NASA to shed light on effects of space travel with unique twin study

The results of a one-of-a-kind scientific experiment that will shed light on the long-term effects of spaceflight on the human body will be released by NASA later today.

The study is based on identical twin astronauts Scott and Mark Kelly, who share the same genetics but were subjected to radically different environments for one year as part of the experiment.

While Scott Kelly spent 340 days in space aboard the International Space Station (ISS), his identical twin brother Mark remained on Earth.

Researchers compared a myriad of biological, chemical and cognitive indicators between the two brothers during this time period.

They hope it will help them better understand the impacts of spaceflight on the human body as humanity prepares to embark on long-term missions to other planets.

With this study, the Kelly brothers become the most thoroughly profiled twins in history.

NASA says the fact the twins are nearly genetically identical made for a perfect scientific experiment, providing researchers with a reduced number of variables and an ideal control group.

Some of the things that were studied included effects of long-duration spaceflight on the cardiovascular and immune systems, evolution of spaceflight adaptations related to fluid redistribution, changes in how astronauts see, changes in gut bacteria as well as how cognitive performance is affected by prolonged exposure to the spaceflight environment.

How astronauts cope cognitively is a critical area of study which NASA says will help in the planning of long-duration space exploration missions, such as trips to Mars, that will require humans to spend unprecedented amounts of time in space.

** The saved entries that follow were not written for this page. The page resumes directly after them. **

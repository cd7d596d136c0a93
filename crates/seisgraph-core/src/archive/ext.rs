use std::ops::DerefMut;

use tracing::{error, warn};

use crate::error::{ArchiveError, CoreError};
use crate::object::{AsObject, ClassInfo, Object};
use crate::rtti::ClassRegistry;
use crate::version::Version;

use super::{Archive, ArchiveValue, Hint};

/// Property-level helpers built on the binding operations of [`Archive`].
///
/// Each helper sets `hint` for the duration of the property, including any
/// nested object, and restores the previous hint afterwards.
pub trait ArchiveExt: Archive {
    /// Version gate at the top of an object's `serialize`. Returns `false`
    /// (and invalidates the object) when the archive is newer than
    /// `supported`. While reading the object is rejected, which bindings
    /// that cannot skip its content escalate to a fatal error.
    fn check_version(&mut self, class_name: &str, supported: Version) -> bool {
        if !self.is_higher_version(supported) {
            return true;
        }
        let found = self.version();
        error!(class = class_name, %found, %supported, "archive version too high: object skipped");
        let error = ArchiveError::VersionTooHigh {
            class: class_name.to_string(),
            found,
            supported,
        };
        if self.is_reading() {
            self.reject(error);
        } else {
            self.state_mut().fail(error);
        }
        false
    }

    /// A required scalar.
    fn value<T: ArchiveValue>(&mut self, name: &str, value: &mut T, hint: Hint) {
        with_hint(self, hint, |ar| {
            if ar.locate_object_by_name(name, None, false) {
                ar.primitive(value.as_primitive());
            } else if ar.is_reading() && hint.contains(Hint::XML_MANDATORY) {
                ar.state_mut().fail(ArchiveError::Missing(name.to_string()));
            }
        });
    }

    /// An optional scalar. Absent slots read as `None`; in non-strict mode
    /// so do slots that fail to decode.
    fn optional<T: ArchiveValue + Default>(&mut self, name: &str, value: &mut Option<T>, hint: Hint) {
        with_hint(self, hint, |ar| {
            if ar.is_reading() {
                *value = None;
                if !ar.locate_object_by_name(name, None, true) {
                    return;
                }
                let mut decoded = T::default();
                let outer = ar.state_mut().enter_object();
                ar.primitive(decoded.as_primitive());
                if ar.state_mut().leave_object(outer) {
                    *value = Some(decoded);
                } else if ar.is_strict() {
                    ar.set_validity(false);
                }
            } else {
                match value.as_mut() {
                    Some(v) => {
                        if ar.locate_object_by_name(name, None, true) {
                            ar.primitive(v.as_primitive());
                        }
                    }
                    None => ar.locate_null_object_by_name(name, None, true),
                }
            }
        });
    }

    /// A required nested object of a fixed type.
    fn object<T: Object>(&mut self, name: &str, value: &mut T, hint: Hint) {
        let class_name = value.class_name();
        with_hint(self, hint | Hint::STATIC_TYPE, |ar| {
            if ar.locate_object_by_name(name, Some(class_name), false) {
                if !ar.serialize_object(value) && ar.is_reading() {
                    ar.set_validity(false);
                }
            } else if ar.is_reading() {
                ar.state_mut().fail(ArchiveError::Missing(name.to_string()));
            }
        });
    }

    /// An optional nested object of a fixed type.
    fn optional_object<T: Object + Default>(&mut self, name: &str, value: &mut Option<T>, hint: Hint) {
        with_hint(self, hint | Hint::STATIC_TYPE, |ar| {
            if ar.is_reading() {
                *value = None;
                let mut decoded = T::default();
                let class_name = decoded.class_name();
                if !ar.locate_object_by_name(name, Some(class_name), true) {
                    return;
                }
                if ar.serialize_object(&mut decoded) {
                    *value = Some(decoded);
                } else if ar.is_strict() {
                    ar.set_validity(false);
                }
            } else {
                match value.as_mut() {
                    Some(v) => {
                        let class_name = v.class_name();
                        if ar.locate_object_by_name(name, Some(class_name), true) {
                            ar.serialize_object(v);
                        }
                    }
                    None => ar.locate_null_object_by_name(name, None, true),
                }
            }
        });
    }

    /// An optional object whose concrete class is carried on the wire and
    /// must be `target_class` or derived from it.
    fn polymorphic<R>(&mut self, name: &str, value: &mut Option<Box<R>>, target_class: &str, hint: Hint)
    where
        R: ?Sized + AsObject + 'static,
    {
        with_hint(self, hint & !Hint::STATIC_TYPE, |ar| {
            if ar.is_reading() {
                *value = None;
                if ar.locate_object_by_name(name, Some(target_class), true) {
                    *value = decode_located::<_, R>(ar);
                    if value.is_none() && ar.is_strict() {
                        ar.set_validity(false);
                    }
                }
            } else {
                match value.as_mut() {
                    Some(object) => {
                        let object = (**object).as_object_mut();
                        if ar.locate_object_by_name(name, Some(target_class), true) {
                            ar.set_class_name(object.class_name());
                            ar.serialize_object(object);
                        }
                    }
                    None => ar.locate_null_object_by_name(name, Some(target_class), true),
                }
            }
        });
    }

    /// Read a homogeneous sequence of fixed-type objects. Elements that fail
    /// to decode are dropped; the rest of the sequence is still read.
    fn read_objects<T: Object + ClassInfo + Default>(&mut self, name: &str, hint: Hint) -> Vec<T> {
        let mut items = Vec::new();
        if !self.is_reading() {
            self.state_mut().report(ArchiveError::WrongMode("writing"));
            return items;
        }
        with_hint(self, hint | Hint::STATIC_TYPE, |ar| {
            ar.read_sequence();
            let mut first = true;
            loop {
                let found = if first {
                    ar.locate_object_by_name(name, Some(T::CLASS_NAME), false)
                } else {
                    ar.locate_next_object_by_name(name, Some(T::CLASS_NAME))
                };
                first = false;
                if !found {
                    break;
                }
                let mut item = T::default();
                if ar.serialize_object(&mut item) {
                    items.push(item);
                } else {
                    warn!(property = name, class = T::CLASS_NAME, "dropping invalid sequence element");
                    if ar.is_strict() {
                        ar.set_validity(false);
                    }
                }
                if ar.state().is_fatal() {
                    break;
                }
            }
        });
        items
    }

    /// Write a homogeneous sequence of fixed-type objects.
    fn write_objects<T, I>(&mut self, name: &str, items: I, hint: Hint)
    where
        T: Object + ClassInfo,
        I: IntoIterator,
        I::IntoIter: ExactSizeIterator,
        I::Item: DerefMut<Target = T>,
    {
        if self.is_reading() {
            self.state_mut().report(ArchiveError::WrongMode("reading"));
            return;
        }
        let items = items.into_iter();
        with_hint(self, hint | Hint::STATIC_TYPE, |ar| {
            ar.write_sequence(items.len());
            for (i, mut item) in items.enumerate() {
                let located = if i == 0 {
                    ar.locate_object_by_name(name, Some(T::CLASS_NAME), false)
                } else {
                    ar.locate_next_object_by_name(name, Some(T::CLASS_NAME))
                };
                if located {
                    ar.serialize_object(&mut *item);
                }
            }
        });
    }

    /// Write a top-level object, tagged with its concrete class.
    fn write_root(&mut self, name: &str, object: &mut dyn Object) {
        if self.is_reading() {
            self.state_mut().report(ArchiveError::WrongMode("reading"));
            return;
        }
        let class_name = object.class_name();
        with_hint(self, Hint::empty(), |ar| {
            if ar.locate_object_by_name(name, Some(class_name), false) {
                ar.set_class_name(class_name);
                ar.serialize_object(object);
            }
        });
    }

    /// Read a top-level object of `target_class` or any class derived from it.
    fn read_root<R>(&mut self, name: &str, target_class: &str) -> Option<Box<R>>
    where
        R: ?Sized + AsObject + 'static,
    {
        if !self.is_reading() {
            self.state_mut().report(ArchiveError::WrongMode("writing"));
            return None;
        }
        with_hint(self, Hint::empty(), |ar| {
            if ar.locate_object_by_name(name, Some(target_class), false) {
                decode_located::<_, R>(ar)
            } else {
                if ar.state().is_valid() {
                    ar.state_mut()
                        .fail(ArchiveError::Missing(format!("root object {target_class}")));
                }
                None
            }
        })
    }

    /// Read a top-level object of exactly the class `T`.
    fn read_root_as<T: Object + ClassInfo + Default>(&mut self, name: &str) -> Option<T> {
        if !self.is_reading() {
            self.state_mut().report(ArchiveError::WrongMode("writing"));
            return None;
        }
        with_hint(self, Hint::empty(), |ar| {
            if !ar.locate_object_by_name(name, Some(T::CLASS_NAME), false) {
                if ar.state().is_valid() {
                    ar.state_mut()
                        .fail(ArchiveError::Missing(format!("root object {}", T::CLASS_NAME)));
                }
                return None;
            }
            let found = ar.determine_class_name();
            if found != T::CLASS_NAME {
                ar.reject(
                    CoreError::TypeMismatch {
                        expected: T::CLASS_NAME.to_string(),
                        found,
                    }
                    .into(),
                );
                return None;
            }
            let mut object = T::default();
            let valid = ar.serialize_object(&mut object);
            valid.then_some(object)
        })
    }
}

impl<A: Archive + ?Sized> ArchiveExt for A {}

fn with_hint<A, F, T>(ar: &mut A, hint: Hint, f: F) -> T
where
    A: Archive + ?Sized,
    F: FnOnce(&mut A) -> T,
{
    let saved = ar.hint();
    ar.set_hint(hint);
    let result = f(ar);
    ar.set_hint(saved);
    result
}

/// Instantiate the located object's class through the registry and decode it.
fn decode_located<A, R>(ar: &mut A) -> Option<Box<R>>
where
    A: Archive + ?Sized,
    R: ?Sized + AsObject + 'static,
{
    let class_name = ar.determine_class_name();
    match ClassRegistry::create::<R>(&class_name) {
        Ok(mut object) => {
            let valid = ar.serialize_object((*object).as_object_mut());
            valid.then_some(object)
        }
        Err(e) => {
            warn!(class = %class_name, error = %e, "cannot instantiate decoded class");
            ar.reject(e.into());
            None
        }
    }
}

Scientists also tracked biochemical changes and genomic damage in space.

The space agency released a preview of the findings more than a year ago, saying that Scott Kelly’s DNA did not fundamentally change after spending a year in space but researchers did observe changes in gene expression.

Scott Kelly is a former military fighter pilot, who commanded the ISS on three expeditions. In October 2015, Kelly set a record for the single-longest spaceflight by an American.

He started his year-long mission on the ISS on 27 March 2015, landing back on Earth on 2 March 2016.

He retired as an astronaut in 2016.

Mark Kelly, his twin brother, is a navy combat veteran and a veteran of four space shuttle missions.

He is the husband of former congresswoman Gabrielle Giffords, who survived an assassination attempt in 2011. Mark Kelly retired from NASA the same year to focus on his family.

He announced in February that he would be challenging for John McCain’s former US Senate seat.

NASA will share detailed results of the study at 8pm.